■ ABOUT THIS EXERCISE ■
Go through the data and retrieve each line that includes the string "dotenvy".

■ RECORDS SUPPLIED ■
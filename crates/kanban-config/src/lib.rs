//! # kanban-config
//!
//! Layered configuration loading for the Kanban store using figment.
//!
//! Configuration sources (in priority order, highest wins):
//! 1. Environment variables (`KANBAN_*` prefix, `__` as separator)
//! 2. Project-level `.kanban/config.toml`
//! 3. User-level `~/.config/kanban/config.toml`
//! 4. Built-in defaults
//!
//! When the `[store]` section is left unconfigured by every layer, the
//! connection parameters come from the credentials file instead (see
//! [`CredentialsFile`]); a missing file is then a hard error.
//!
//! # Usage
//!
//! ```no_run
//! use kanban_config::{CredentialsFile, KanbanConfig};
//!
//! let config = KanbanConfig::load_with_dotenv().expect("config");
//! let store = config
//!     .store_or_fallback(&CredentialsFile::default())
//!     .expect("store parameters");
//! println!("collection: {}", store.collection);
//! ```

mod credentials;
mod error;
mod general;
mod store;

pub use credentials::{
    CredentialsFile, DEFAULT_CREDENTIALS_PATH, StoreConfigSource, resolve_store_config,
};
pub use error::ConfigError;
pub use general::GeneralConfig;
pub use store::StoreConfig;

use figment::{
    Figment,
    providers::{Env, Format, Serialized, Toml},
};
use serde::{Deserialize, Serialize};
use std::path::PathBuf;

#[derive(Debug, Clone, Default, Deserialize, Serialize)]
pub struct KanbanConfig {
    #[serde(default)]
    pub store: StoreConfig,
    #[serde(default)]
    pub general: GeneralConfig,
}

impl KanbanConfig {
    /// Load configuration from all sources (TOML files + environment variables).
    ///
    /// Does NOT call `dotenvy` -- use [`load_with_dotenv`](Self::load_with_dotenv)
    /// if you need `.env` file loading.
    ///
    /// # Errors
    ///
    /// Returns `ConfigError::Figment` if a layer holds a value of the wrong type.
    pub fn load() -> Result<Self, ConfigError> {
        Self::figment().extract().map_err(ConfigError::from)
    }

    /// Load configuration with `.env` file support.
    ///
    /// # Errors
    ///
    /// Same as [`load`](Self::load).
    pub fn load_with_dotenv() -> Result<Self, ConfigError> {
        let _ = dotenvy::dotenv();
        Self::load()
    }

    /// Build the figment provider chain.
    ///
    /// Public so tests can add providers on top.
    pub fn figment() -> Figment {
        let mut figment = Figment::from(Serialized::defaults(Self::default()));

        if let Some(global_path) = Self::global_config_path() {
            if global_path.exists() {
                figment = figment.merge(Toml::file(global_path));
            }
        }

        let local_path = PathBuf::from(".kanban/config.toml");
        if local_path.exists() {
            figment = figment.merge(Toml::file(local_path));
        }

        figment.merge(Env::prefixed("KANBAN_").split("__"))
    }

    /// The layered `[store]` section when complete, otherwise the fallback source.
    ///
    /// # Errors
    ///
    /// Returns whatever the fallback raises when the store section is
    /// unconfigured.
    pub fn store_or_fallback(
        &self,
        fallback: &dyn StoreConfigSource,
    ) -> Result<StoreConfig, ConfigError> {
        let explicit = self.store.is_configured().then(|| self.store.clone());
        resolve_store_config(explicit, fallback)
    }

    fn global_config_path() -> Option<PathBuf> {
        dirs::config_dir().map(|p| p.join("kanban").join("config.toml"))
    }
}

■ WRITTEN RESPONSE ■
    /// Does NOT call `dotenvy` -- use [`load_with_dotenv`](Self::load_with_dotenv)
        let _ = dotenvy::dotenv();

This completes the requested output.